Super Tuesday, la gara entra nel vivo

Il risultato del Super Tuesday è chiaro quanto inaspettato. Dopo un inizio di campagna elettorale calante, con tutti i giornali e gli analisti a darlo per spacciato, l’ex vice presidente di Obama Joe Biden è stato protagonista di una rimonta ai danni di Bernie Sanders, il senatore del Vermont dato da molti per favorito e per cui invece adesso la strada è in salita.

A cambiare le carte in tavola è stato sicuramente l’endorsement a Joe Biden di due dei candidati alle primarie democratiche: Amy Klobuchar e Pete Buttigieg, quest’ultimo considerato tra i favoriti all’inizio della corsa e realisticamente l’unico moderato capace di tenere testa a Bernie Sanders. Dopo la vittoria di Biden in South Carolina, i voti moderati sono evidentemente confluiti su di lui.

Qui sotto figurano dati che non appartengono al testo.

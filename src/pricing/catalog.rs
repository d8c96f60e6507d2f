//! Catalog access for the pricing engine.
//!
//! `CatalogSource` is the seam to whatever holds the catalog (PostgreSQL in
//! production, [`StaticCatalog`](super::static_catalog::StaticCatalog) for the
//! sample catalog and tests). `Catalog` wraps a source with the moka cache and
//! degrades every failed read to an empty result.

use async_trait::async_trait;
use moka::future::Cache;
use std::future::Future;
use std::sync::Arc;
use tracing::{debug, warn};
use uuid::Uuid;

use crate::cache::CatalogCache;
use crate::error::AppError;

use super::models::{
    AccessoriesConfig, EnergyStorage, Inverter, MountingSystem, Optimizer, Panel,
};

const ACCESSORIES_KEY: &str = "accessories";

/// Read-only access to the component catalog
#[async_trait]
pub trait CatalogSource: Send + Sync {
    async fn list_panels(&self) -> Result<Vec<Panel>, AppError>;

    /// List inverters, optionally only those carrying a type tag
    async fn list_inverters(&self, type_filter: Option<&str>) -> Result<Vec<Inverter>, AppError>;

    /// List optimizers, optionally only those compatible with an inverter
    async fn list_optimizers(&self, inverter_id: Option<Uuid>) -> Result<Vec<Optimizer>, AppError>;

    async fn list_mounting_systems(&self) -> Result<Vec<MountingSystem>, AppError>;

    /// List energy storages, optionally only those compatible with an inverter
    async fn list_energy_storages(
        &self,
        inverter_id: Option<Uuid>,
    ) -> Result<Vec<EnergyStorage>, AppError>;

    async fn get_accessories_config(&self) -> Result<AccessoriesConfig, AppError>;
}

/// Cached catalog facade shared by the handlers
#[derive(Clone)]
pub struct Catalog {
    source: Arc<dyn CatalogSource>,
    cache: CatalogCache,
}

impl Catalog {
    pub fn new(source: Arc<dyn CatalogSource>, cache: CatalogCache) -> Self {
        Self { source, cache }
    }

    pub fn cache(&self) -> &CatalogCache {
        &self.cache
    }

    pub async fn panels(&self) -> Vec<Panel> {
        let key = CatalogCache::listing_key("panels", None);
        load_cached(&self.cache.panels, key, "panels", || self.source.list_panels())
            .await
            .map(|rows| (*rows).clone())
            .unwrap_or_default()
    }

    pub async fn inverters(&self, type_filter: Option<&str>) -> Vec<Inverter> {
        let key = CatalogCache::listing_key("inverters", type_filter);
        load_cached(&self.cache.inverters, key, "inverters", || {
            self.source.list_inverters(type_filter)
        })
        .await
        .map(|rows| (*rows).clone())
        .unwrap_or_default()
    }

    pub async fn optimizers(&self, inverter_id: Option<Uuid>) -> Vec<Optimizer> {
        let filter = inverter_id.map(|id| id.to_string());
        let key = CatalogCache::listing_key("optimizers", filter.as_deref());
        load_cached(&self.cache.optimizers, key, "optimizers", || {
            self.source.list_optimizers(inverter_id)
        })
        .await
        .map(|rows| (*rows).clone())
        .unwrap_or_default()
    }

    pub async fn mounting_systems(&self) -> Vec<MountingSystem> {
        let key = CatalogCache::listing_key("mounting_systems", None);
        load_cached(&self.cache.mounting_systems, key, "mounting systems", || {
            self.source.list_mounting_systems()
        })
        .await
        .map(|rows| (*rows).clone())
        .unwrap_or_default()
    }

    pub async fn energy_storages(&self, inverter_id: Option<Uuid>) -> Vec<EnergyStorage> {
        let filter = inverter_id.map(|id| id.to_string());
        let key = CatalogCache::listing_key("energy_storages", filter.as_deref());
        load_cached(&self.cache.energy_storages, key, "energy storages", || {
            self.source.list_energy_storages(inverter_id)
        })
        .await
        .map(|rows| (*rows).clone())
        .unwrap_or_default()
    }

    pub async fn accessories(&self) -> AccessoriesConfig {
        load_cached(
            &self.cache.accessories,
            ACCESSORIES_KEY.to_string(),
            "accessories config",
            || self.source.get_accessories_config(),
        )
        .await
        .map(|config| (*config).clone())
        .unwrap_or_default()
    }

    pub async fn find_panel(&self, id: Uuid) -> Option<Panel> {
        self.panels().await.into_iter().find(|p| p.id == id)
    }

    pub async fn find_inverter(&self, id: Uuid) -> Option<Inverter> {
        self.inverters(None).await.into_iter().find(|i| i.id == id)
    }

    pub async fn find_optimizer(&self, id: Uuid) -> Option<Optimizer> {
        self.optimizers(None).await.into_iter().find(|o| o.id == id)
    }

    pub async fn find_mounting_system(&self, id: Uuid) -> Option<MountingSystem> {
        self.mounting_systems().await.into_iter().find(|m| m.id == id)
    }

    pub async fn find_energy_storage(&self, id: Uuid) -> Option<EnergyStorage> {
        self.energy_storages(None).await.into_iter().find(|s| s.id == id)
    }

    /// Reload the unfiltered listings from the source.
    ///
    /// A failed reload keeps the previous entry until its TTL runs out.
    pub async fn warm(&self) {
        let cache = &self.cache;
        fetch_into(&cache.panels, CatalogCache::listing_key("panels", None), "panels", || {
            self.source.list_panels()
        })
        .await;
        fetch_into(&cache.inverters, CatalogCache::listing_key("inverters", None), "inverters", || {
            self.source.list_inverters(None)
        })
        .await;
        fetch_into(&cache.optimizers, CatalogCache::listing_key("optimizers", None), "optimizers", || {
            self.source.list_optimizers(None)
        })
        .await;
        fetch_into(
            &cache.mounting_systems,
            CatalogCache::listing_key("mounting_systems", None),
            "mounting systems",
            || self.source.list_mounting_systems(),
        )
        .await;
        fetch_into(
            &cache.energy_storages,
            CatalogCache::listing_key("energy_storages", None),
            "energy storages",
            || self.source.list_energy_storages(None),
        )
        .await;
        fetch_into(&cache.accessories, ACCESSORIES_KEY.to_string(), "accessories config", || {
            self.source.get_accessories_config()
        })
        .await;
    }
}

/// Return the cached value or fetch it from the source
async fn load_cached<V, F, Fut>(
    cache: &Cache<String, Arc<V>>,
    key: String,
    what: &str,
    fetch: F,
) -> Option<Arc<V>>
where
    V: Send + Sync + 'static,
    F: FnOnce() -> Fut,
    Fut: Future<Output = Result<V, AppError>>,
{
    if let Some(hit) = cache.get(&key).await {
        debug!("Cache HIT for {}: {}", what, key);
        return Some(hit);
    }
    debug!("Cache MISS for {}: {}", what, key);
    fetch_into(cache, key, what, fetch).await
}

/// Fetch from the source and cache on success. Failures are logged, not cached.
async fn fetch_into<V, F, Fut>(
    cache: &Cache<String, Arc<V>>,
    key: String,
    what: &str,
    fetch: F,
) -> Option<Arc<V>>
where
    V: Send + Sync + 'static,
    F: FnOnce() -> Fut,
    Fut: Future<Output = Result<V, AppError>>,
{
    match fetch().await {
        Ok(value) => {
            let value = Arc::new(value);
            cache.insert(key, value.clone()).await;
            Some(value)
        }
        Err(e) => {
            warn!("Failed to load {}: {}", what, e);
            None
        }
    }
}

#[cfg(test)]
mod tests {
    use super::*;
    use crate::pricing::static_catalog::{self, StaticCatalog};
    use std::sync::atomic::{AtomicUsize, Ordering};

    /// Source whose every read fails
    struct BrokenCatalog;

    #[async_trait]
    impl CatalogSource for BrokenCatalog {
        async fn list_panels(&self) -> Result<Vec<Panel>, AppError> {
            Err(AppError::Internal("connection refused".to_string()))
        }
        async fn list_inverters(&self, _: Option<&str>) -> Result<Vec<Inverter>, AppError> {
            Err(AppError::Internal("connection refused".to_string()))
        }
        async fn list_optimizers(&self, _: Option<Uuid>) -> Result<Vec<Optimizer>, AppError> {
            Err(AppError::Internal("connection refused".to_string()))
        }
        async fn list_mounting_systems(&self) -> Result<Vec<MountingSystem>, AppError> {
            Err(AppError::Internal("connection refused".to_string()))
        }
        async fn list_energy_storages(&self, _: Option<Uuid>) -> Result<Vec<EnergyStorage>, AppError> {
            Err(AppError::Internal("connection refused".to_string()))
        }
        async fn get_accessories_config(&self) -> Result<AccessoriesConfig, AppError> {
            Err(AppError::Internal("connection refused".to_string()))
        }
    }

    /// Counts panel reads so cache hits are observable
    struct CountingCatalog {
        inner: StaticCatalog,
        panel_reads: AtomicUsize,
    }

    #[async_trait]
    impl CatalogSource for CountingCatalog {
        async fn list_panels(&self) -> Result<Vec<Panel>, AppError> {
            self.panel_reads.fetch_add(1, Ordering::SeqCst);
            self.inner.list_panels().await
        }
        async fn list_inverters(&self, f: Option<&str>) -> Result<Vec<Inverter>, AppError> {
            self.inner.list_inverters(f).await
        }
        async fn list_optimizers(&self, id: Option<Uuid>) -> Result<Vec<Optimizer>, AppError> {
            self.inner.list_optimizers(id).await
        }
        async fn list_mounting_systems(&self) -> Result<Vec<MountingSystem>, AppError> {
            self.inner.list_mounting_systems().await
        }
        async fn list_energy_storages(&self, id: Option<Uuid>) -> Result<Vec<EnergyStorage>, AppError> {
            self.inner.list_energy_storages(id).await
        }
        async fn get_accessories_config(&self) -> Result<AccessoriesConfig, AppError> {
            self.inner.get_accessories_config().await
        }
    }

    #[tokio::test]
    async fn test_failed_reads_degrade_to_empty() {
        let catalog = Catalog::new(Arc::new(BrokenCatalog), CatalogCache::default());

        assert!(catalog.panels().await.is_empty());
        assert!(catalog.inverters(Some("hybrid")).await.is_empty());
        assert!(catalog.optimizers(None).await.is_empty());
        assert!(catalog.mounting_systems().await.is_empty());
        assert!(catalog.energy_storages(Some(Uuid::new_v4())).await.is_empty());
        assert!(catalog.accessories().await.bands.is_empty());
        assert!(catalog.find_panel(Uuid::new_v4()).await.is_none());
    }

    #[tokio::test]
    async fn test_listings_are_cached() {
        let source = Arc::new(CountingCatalog {
            inner: StaticCatalog::sample(),
            panel_reads: AtomicUsize::new(0),
        });
        let catalog = Catalog::new(source.clone(), CatalogCache::default());

        let first = catalog.panels().await;
        let second = catalog.panels().await;

        assert!(!first.is_empty());
        assert_eq!(first, second);
        assert_eq!(source.panel_reads.load(Ordering::SeqCst), 1);

        catalog.cache().invalidate_all();
        catalog.panels().await;
        assert_eq!(source.panel_reads.load(Ordering::SeqCst), 2);
    }

    #[tokio::test]
    async fn test_warm_reloads_from_source() {
        let source = Arc::new(CountingCatalog {
            inner: StaticCatalog::sample(),
            panel_reads: AtomicUsize::new(0),
        });
        let catalog = Catalog::new(source.clone(), CatalogCache::default());

        catalog.warm().await;
        catalog.panels().await;

        assert_eq!(source.panel_reads.load(Ordering::SeqCst), 1);
    }

    #[tokio::test]
    async fn test_filtered_listings() {
        let catalog = Catalog::new(Arc::new(StaticCatalog::sample()), CatalogCache::default());

        let hybrids = catalog.inverters(Some("hybrid")).await;
        assert!(!hybrids.is_empty());
        assert!(hybrids.iter().all(|i| i.has_type("hybrid")));

        let optimizers = catalog.optimizers(Some(static_catalog::SOLAREDGE_17K_ID)).await;
        assert!(!optimizers.is_empty());
        assert!(optimizers
            .iter()
            .all(|o| o.is_compatible_with(static_catalog::SOLAREDGE_17K_ID)));

        let found = catalog.find_inverter(static_catalog::SOLAREDGE_17K_ID).await;
        assert_eq!(found.map(|i| i.model), Some("SE17K".to_string()));
    }
}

Joe Biden ha vinto in nove dei 14 stati che hanno votato: Virginia, Alabama, Arkansas, Massachusetts, Minnesota, North Carolina, Oklahoma, Texas e Tennessee. Sanders ha vinto in California (il più popoloso tra i 14 stati), Vermont, Colorado e Utah.

La tradizione del Super Tuesday è nata nel 1988 per dare al voto delle primarie un carattere più nazionale. Da allora rappresenta un punto di svolta nel processo di selezione del candidato alla presidenza, dal momento che dopo questa giornata vengono assegnati circa un terzo dei delegati che eleggeranno il candidato del partito alle elezioni presidenziali durante la convention di Luglio. Il tutto all’interno di una cornice fatta di regole e procedure che definire complicato è dire poco. Qual è dunque il risultato di questo Super Tuesday?

Al momento, Joe Biden è in vantaggio su Sanders per numero di delegati. Seguono a distanza Elizabeth Warren e Tulsi Gabbard. Di fatto, si sta realizzando lo scenario paventato da molti analisti: l’establishment del partito democratico ha trovato il suo candidato. A maggior ragione se consideriamo che ieri l’ex sindaco di New York Michael Bloomberg, anche lui candidato alle primarie, ha mollato la gara e ha deciso di appoggiare Joe Biden.

Lo stesso Bloomberg che dopo avere speso circa 500 milioni di dollari in pubblicità e staff in poche settimane è riuscito a vincere solo in uno dei 14 stati in cui si è votato martedì (le isole Samoa americane) e che adesso utilizzerà tutte le armi a sua disposizione a sostegno di Biden, ovvero contro Sanders.

Il senatore del Vermont Bernie Sanders

Già, perché la vera battaglia adesso non è quella contro Trump ma quella interna al partito democratico. Sanders infatti è un outsider: un indipendente di sinistra, l’unico tra i candidati a definirsi socialista, che di fatto sta tentando di scalare il partito per spostarlo verso posizioni più radicali. È qui che si gioca la vera battaglia delle primarie: radicali contro moderati, socialisti contro neoliberali, populisti contro membri dell’establishment.

Tutte le altre fratture politiche su cui i commentatori si sono concentrati pur di evitare il vero tema politico ora non contano più: né l’età, né il genere né l’orientamento sessuale. Sia Biden che Sanders sono vecchi e vicini agli ottanta anni, come d’altronde è vecchio il presidente in carica Donald Trump. Se tutti sono vecchi, nessuno lo è e a contare è altro.

Dopo il Super Tuesday, tra cinque giorni si voterà in altri 7 stati e una settimana dopo in altri quattro. Se e in che modo Biden o Sanders riusciranno a macinare consensi dipenderà da una cosa: quanti elettori riuscirà a trascinare con sé Sanders. La sua scommessa era infatti quella di estendere il corpo elettorale delle primarie a tutti quei soggetti a sinistra del partito democratico pronti a esprimere una domanda di cambiamento radicale. Al momento, nonostante il suo successo tra i giovani, gli ispanici e una fetta importante della working class, Sanders non è riuscito a vincere questa scommessa: la mobilitazione è ancora al di sotto delle sue aspettative.

Un altro problema è l’atteggiamento ambiguo di Elizabeth Warren, altro candidato alle primarie su posizioni più radicali e vicine a quelle di Sanders. Nonostante abbia subito una sconfitta dietro l’altra, Warren non ha ancora deciso di abbandonare la corsa e di sostenere quello che sarebbe il candidato più vicino al suo programma. Sottraendo di fatto una fetta di voti radicali a Sanders e ostacolando un processo di polarizzazione ormai inevitabile nello scontro a due tra Sanders e Biden. La partita, dunque, è più aperta che mai.